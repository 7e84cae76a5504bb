#![warn(missing_docs)]
//! First-person viewer pose that produces the gaze ray.

use gazekit_physics::Ray;
use glam::Vec3;

/// Largest pitch magnitude, just short of straight up/down.
const PITCH_LIMIT: f32 = std::f32::consts::FRAC_PI_2 - 0.01;

/// First-person viewer with position and yaw/pitch orientation.
#[derive(Debug, Clone, PartialEq)]
pub struct Camera {
    /// Eye position in world space.
    pub position: Vec3,
    /// Horizontal rotation in radians (around Y axis).
    pub yaw: f32,
    /// Vertical rotation in radians (around local X axis).
    pub pitch: f32,
}

impl Default for Camera {
    fn default() -> Self {
        Self {
            position: Vec3::new(0.0, 1.6, 0.0),
            yaw: 0.0,
            pitch: 0.0,
        }
    }
}

impl Camera {
    /// Create a camera at `position` looking along +X.
    pub fn new(position: Vec3) -> Self {
        Self {
            position,
            ..Default::default()
        }
    }

    /// Forward direction vector (where the viewer is looking).
    pub fn forward(&self) -> Vec3 {
        Vec3::new(
            self.yaw.cos() * self.pitch.cos(),
            self.pitch.sin(),
            self.yaw.sin() * self.pitch.cos(),
        )
        .normalize()
    }

    /// Right direction vector (viewer's local X axis).
    pub fn right(&self) -> Vec3 {
        Vec3::new(self.yaw.sin(), 0.0, -self.yaw.cos()).normalize()
    }

    /// Ray cast from the eye along the forward direction.
    pub fn gaze_ray(&self) -> Ray {
        Ray::new(self.position, self.forward())
    }

    /// Rotate the camera (add to yaw and pitch), clamping pitch.
    pub fn rotate(&mut self, delta_yaw: f32, delta_pitch: f32) {
        self.yaw = (self.yaw + delta_yaw).rem_euclid(std::f32::consts::TAU);
        self.pitch = (self.pitch + delta_pitch).clamp(-PITCH_LIMIT, PITCH_LIMIT);
    }

    /// Turn to face `target`. A target at the eye position leaves the pose unchanged.
    pub fn look_at(&mut self, target: Vec3) {
        let Some(dir) = (target - self.position).try_normalize() else {
            return;
        };
        self.yaw = dir.z.atan2(dir.x).rem_euclid(std::f32::consts::TAU);
        self.pitch = dir.y.asin().clamp(-PITCH_LIMIT, PITCH_LIMIT);
    }

    /// Move the camera along its forward direction.
    pub fn move_forward(&mut self, distance: f32) {
        let forward = self.forward();
        self.position += forward * distance;
    }
}
//! Headless demo scene: a row of gaze panels swept by a jittery camera.

use crate::config::GazeConfig;
use anyhow::{Context, Result};
use gazekit_camera::Camera;
use gazekit_core::{
    scoped_rng, EventRecord, InteractorId, JsonlSink, ObjectId, SimClock, SimTick,
    DEFAULT_TICK_RATE,
};
use gazekit_interaction::{
    GazeEvent, Interactable, InteractableSet, InteractionError, Interactor, ReticleProvider,
    ReticleSink, TickOutcome,
};
use gazekit_physics::{Aabb, Collider, ColliderSet, LayerMask, RayHit};
use glam::Vec3;
use rand::Rng;
use std::cell::RefCell;
use std::collections::HashMap;
use std::path::Path;
use std::rc::Rc;
use tracing::{debug, info, trace};

pub const PANEL_LEFT: ObjectId = ObjectId(1);
pub const PANEL_CENTER: ObjectId = ObjectId(2);
pub const PANEL_RIGHT: ObjectId = ObjectId(3);
pub const BACK_WALL: ObjectId = ObjectId(10);
pub const HIDDEN_PANEL: ObjectId = ObjectId(20);

/// Ticks spent looking at each sweep target.
const PHASE_TICKS: u64 = 40;
/// Tick at which the right panel's host object is deactivated.
pub const DEACTIVATE_TICK: u64 = 100;
/// Max offset of the look target per axis, in metres.
const JITTER: f32 = 0.05;
const JITTER_SALT: u64 = 0x6761_7a65;

const RETICLE_ASSETS: &[&str] = &["reticle"];

/// Reticle that reports its state through `tracing` instead of drawing.
#[derive(Debug, Default)]
struct LogReticle {
    enabled: bool,
}

impl ReticleSink for LogReticle {
    fn set_enabled(&mut self, enabled: bool) {
        if self.enabled != enabled {
            trace!(enabled, "reticle visibility");
        }
        self.enabled = enabled;
    }

    fn set_target(&mut self, hit: &RayHit) {
        trace!(object = %hit.object, distance = hit.distance, "reticle target");
    }

    fn set_progress(&mut self, progress: f32) {
        trace!(progress, "reticle progress");
    }
}

struct LogReticleProvider;

impl ReticleProvider for LogReticleProvider {
    fn create(&self, asset: &str) -> Result<Box<dyn ReticleSink>, InteractionError> {
        if RETICLE_ASSETS.contains(&asset) {
            Ok(Box::new(LogReticle::default()))
        } else {
            Err(InteractionError::MissingReticleAsset {
                name: asset.to_string(),
            })
        }
    }
}

/// One notification raised during the demo.
#[derive(Debug, Clone)]
pub struct DemoEvent {
    pub tick: SimTick,
    pub kind: &'static str,
    pub event: GazeEvent,
}

/// Aggregate results of a demo run.
#[derive(Debug, Default)]
pub struct DemoSummary {
    pub ticks: u64,
    pub outcomes: HashMap<TickOutcome, u64>,
    pub events: Vec<DemoEvent>,
}

impl DemoSummary {
    /// How many `kind` events `object` raised.
    pub fn count(&self, object: ObjectId, kind: &str) -> usize {
        self.events
            .iter()
            .filter(|event| event.event.object == object && event.kind == kind)
            .count()
    }

    /// Write every event as newline-delimited JSON.
    pub fn write_events(&self, path: &Path) -> Result<()> {
        let mut sink = JsonlSink::create(path)
            .with_context(|| format!("create event log {}", path.display()))?;
        for event in &self.events {
            sink.write(&EventRecord {
                tick: event.tick,
                kind: event.kind,
                payload: &event.event,
            })?;
        }
        sink.flush()?;
        Ok(())
    }
}

type EventLog = Rc<RefCell<Vec<(&'static str, GazeEvent)>>>;

/// Everything the demo steps each tick.
pub struct DemoScene {
    clock: SimClock,
    colliders: ColliderSet,
    targets: InteractableSet,
    interactor: Interactor,
    camera: Camera,
    log: EventLog,
}

impl DemoScene {
    /// Lay out the scene and wire the interactor.
    pub fn build(config: &GazeConfig) -> Result<Self> {
        let mut colliders = ColliderSet::new();
        let panel_size = Vec3::new(1.0, 1.0, 0.1);
        for (object, x) in [(PANEL_LEFT, -2.0), (PANEL_CENTER, 0.0), (PANEL_RIGHT, 2.0)] {
            colliders.insert(
                object,
                Collider::new(Aabb::from_center_size(Vec3::new(x, 1.6, -4.0), panel_size)),
            );
        }
        colliders.insert(
            HIDDEN_PANEL,
            Collider::new(Aabb::from_center_size(Vec3::new(4.0, 1.6, -4.0), panel_size))
                .with_layer(LayerMask::IGNORE_RAYCAST),
        );
        colliders.insert(
            BACK_WALL,
            Collider::new(Aabb::from_center_size(
                Vec3::new(0.0, 1.6, -8.0),
                Vec3::new(12.0, 6.0, 0.2),
            )),
        );

        let log: EventLog = Rc::new(RefCell::new(Vec::new()));
        let mut targets = InteractableSet::new();
        for object in [PANEL_LEFT, PANEL_CENTER, PANEL_RIGHT, HIDDEN_PANEL] {
            let mut interactable = Interactable::attach(object, &config.interactable, &colliders)
                .with_context(|| format!("attach interactable to {object}"))?;
            subscribe(&mut interactable, &log);
            targets.insert(interactable);
        }

        let interactor = Interactor::new(
            InteractorId(0),
            config.interactor.clone(),
            &LogReticleProvider,
        )
        .context("create interactor")?;

        Ok(Self {
            clock: SimClock::with_rate(DEFAULT_TICK_RATE),
            colliders,
            targets,
            interactor,
            camera: Camera::default(),
            log,
        })
    }

    /// Step `ticks` times, jittering the look target with `seed`.
    pub fn run(&mut self, ticks: u64, seed: u64) -> DemoSummary {
        let mut summary = DemoSummary {
            ticks,
            ..Default::default()
        };
        for _ in 0..ticks {
            let tick = self.clock.tick();
            let outcome = self.step(tick, seed);
            *summary.outcomes.entry(outcome).or_default() += 1;
            summary
                .events
                .extend(self.log.borrow_mut().drain(..).map(|(kind, event)| DemoEvent {
                    tick,
                    kind,
                    event,
                }));
            self.clock.step();
        }
        summary
    }

    fn step(&mut self, tick: SimTick, seed: u64) -> TickOutcome {
        if tick.0 == DEACTIVATE_TICK {
            debug!(object = %PANEL_RIGHT, "deactivating panel");
            self.targets
                .set_object_active(PANEL_RIGHT, false, &mut self.colliders);
        }

        let mut rng = scoped_rng(seed, JITTER_SALT, tick);
        let jitter = Vec3::new(
            rng.gen_range(-JITTER..=JITTER),
            rng.gen_range(-JITTER..=JITTER),
            0.0,
        );
        self.camera.look_at(sweep_target(tick) + jitter);

        let now = self.clock.now();
        let outcome = self.interactor.tick(
            now,
            &self.camera.gaze_ray(),
            &self.colliders,
            &mut self.targets,
        );
        self.targets.update(now);
        outcome
    }
}

/// Point the camera aims at during `tick`, cycling through the scene.
fn sweep_target(tick: SimTick) -> Vec3 {
    match (tick.0 / PHASE_TICKS) % 5 {
        0 => Vec3::new(-2.0, 1.6, -4.0),
        1 => Vec3::new(0.0, 1.6, -4.0),
        2 => Vec3::new(2.0, 1.6, -4.0),
        // Above the panels, onto the wall.
        3 => Vec3::new(0.0, 3.5, -8.0),
        _ => Vec3::new(4.0, 1.6, -4.0),
    }
}

fn subscribe(interactable: &mut Interactable, log: &EventLog) {
    let events = interactable.events_mut();
    let channels = [
        (&mut events.enter, "enter"),
        (&mut events.exit, "exit"),
        (&mut events.activated, "activated"),
    ];
    for (signal, kind) in channels {
        let log = Rc::clone(log);
        signal.connect(move |event: &GazeEvent| log.borrow_mut().push((kind, *event)));
    }
}

/// Build the scene, run it and log a summary.
pub fn run_demo(config: &GazeConfig, ticks: u64, seed: u64) -> Result<DemoSummary> {
    let mut scene = DemoScene::build(config)?;
    let summary = scene.run(ticks, seed);
    for object in [PANEL_LEFT, PANEL_CENTER, PANEL_RIGHT, HIDDEN_PANEL] {
        info!(
            %object,
            enters = summary.count(object, "enter"),
            exits = summary.count(object, "exit"),
            activations = summary.count(object, "activated"),
            "panel summary"
        );
    }
    Ok(summary)
}
use anyhow::Result;
use gazekit_interaction::{InteractableConfig, InteractorConfig};
use serde::{Deserialize, Serialize};
use std::{fs, path::Path};
use tracing::warn;

const DEFAULT_GAZE_PATH: &str = "config/gaze.toml";

/// Settings for the demo interactor and every interactable it builds.
#[derive(Debug, Clone, Default, PartialEq, Deserialize, Serialize)]
#[serde(default)]
pub struct GazeConfig {
    pub interactor: InteractorConfig,
    /// Applied to every panel in the scene.
    pub interactable: InteractableConfig,
}

impl GazeConfig {
    /// Load gaze configuration from the default path.
    pub fn load() -> Self {
        Self::load_from_path(Path::new(DEFAULT_GAZE_PATH))
    }

    /// Load configuration from an explicit path, falling back to defaults on errors.
    pub fn load_from_path(path: &Path) -> Self {
        let mut config = match fs::read_to_string(path) {
            Ok(contents) => match toml::from_str::<GazeConfig>(&contents) {
                Ok(cfg) => cfg,
                Err(err) => {
                    warn!("Failed to parse {}: {err}. Using defaults", path.display());
                    GazeConfig::default()
                }
            },
            Err(err) => {
                if path != Path::new(DEFAULT_GAZE_PATH)
                    || err.kind() != std::io::ErrorKind::NotFound
                {
                    warn!("Failed to read {}: {err}. Using defaults", path.display());
                } else {
                    warn!("Gaze config not found at {}. Using defaults", path.display());
                }
                GazeConfig::default()
            }
        };

        if let Err(err) = config.interactor.validate() {
            warn!("{err} in {}. Using default interactor settings", path.display());
            config.interactor = InteractorConfig::default();
        }
        config
    }

    /// Save gaze configuration to an explicit path.
    pub fn save_to_path(&self, path: &Path) -> Result<()> {
        let toml = toml::to_string_pretty(self)?;
        if let Some(parent) = path.parent() {
            fs::create_dir_all(parent)?;
        }
        fs::write(path, toml)?;
        Ok(())
    }
}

● Problem to solve:
Taking the listing above as the source, transcribe only the lines starting at the line with "of straight up/down." and going through the line with "the pose unchanged.", unaltered and with both ends included.

● Task result:
/// Largest pitch magnitude, just short of straight up/down.
const PITCH_LIMIT: f32 = std::f32::consts::FRAC_PI_2 - 0.01;

/// First-person viewer with position and yaw/pitch orientation.
#[derive(Debug, Clone, PartialEq)]
pub struct Camera {
    /// Eye position in world space.
    pub position: Vec3,
    /// Horizontal rotation in radians (around Y axis).
    pub yaw: f32,
    /// Vertical rotation in radians (around local X axis).
    pub pitch: f32,
}

impl Default for Camera {
    fn default() -> Self {
        Self {
            position: Vec3::new(0.0, 1.6, 0.0),
            yaw: 0.0,
            pitch: 0.0,
        }
    }
}

impl Camera {
    /// Create a camera at `position` looking along +X.
    pub fn new(position: Vec3) -> Self {
        Self {
            position,
            ..Default::default()
        }
    }

    /// Forward direction vector (where the viewer is looking).
    pub fn forward(&self) -> Vec3 {
        Vec3::new(
            self.yaw.cos() * self.pitch.cos(),
            self.pitch.sin(),
            self.yaw.sin() * self.pitch.cos(),
        )
        .normalize()
    }

    /// Right direction vector (viewer's local X axis).
    pub fn right(&self) -> Vec3 {
        Vec3::new(self.yaw.sin(), 0.0, -self.yaw.cos()).normalize()
    }

    /// Ray cast from the eye along the forward direction.
    pub fn gaze_ray(&self) -> Ray {
        Ray::new(self.position, self.forward())
    }

    /// Rotate the camera (add to yaw and pitch), clamping pitch.
    pub fn rotate(&mut self, delta_yaw: f32, delta_pitch: f32) {
        self.yaw = (self.yaw + delta_yaw).rem_euclid(std::f32::consts::TAU);
        self.pitch = (self.pitch + delta_pitch).clamp(-PITCH_LIMIT, PITCH_LIMIT);
    }

    /// Turn to face `target`. A target at the eye position leaves the pose unchanged.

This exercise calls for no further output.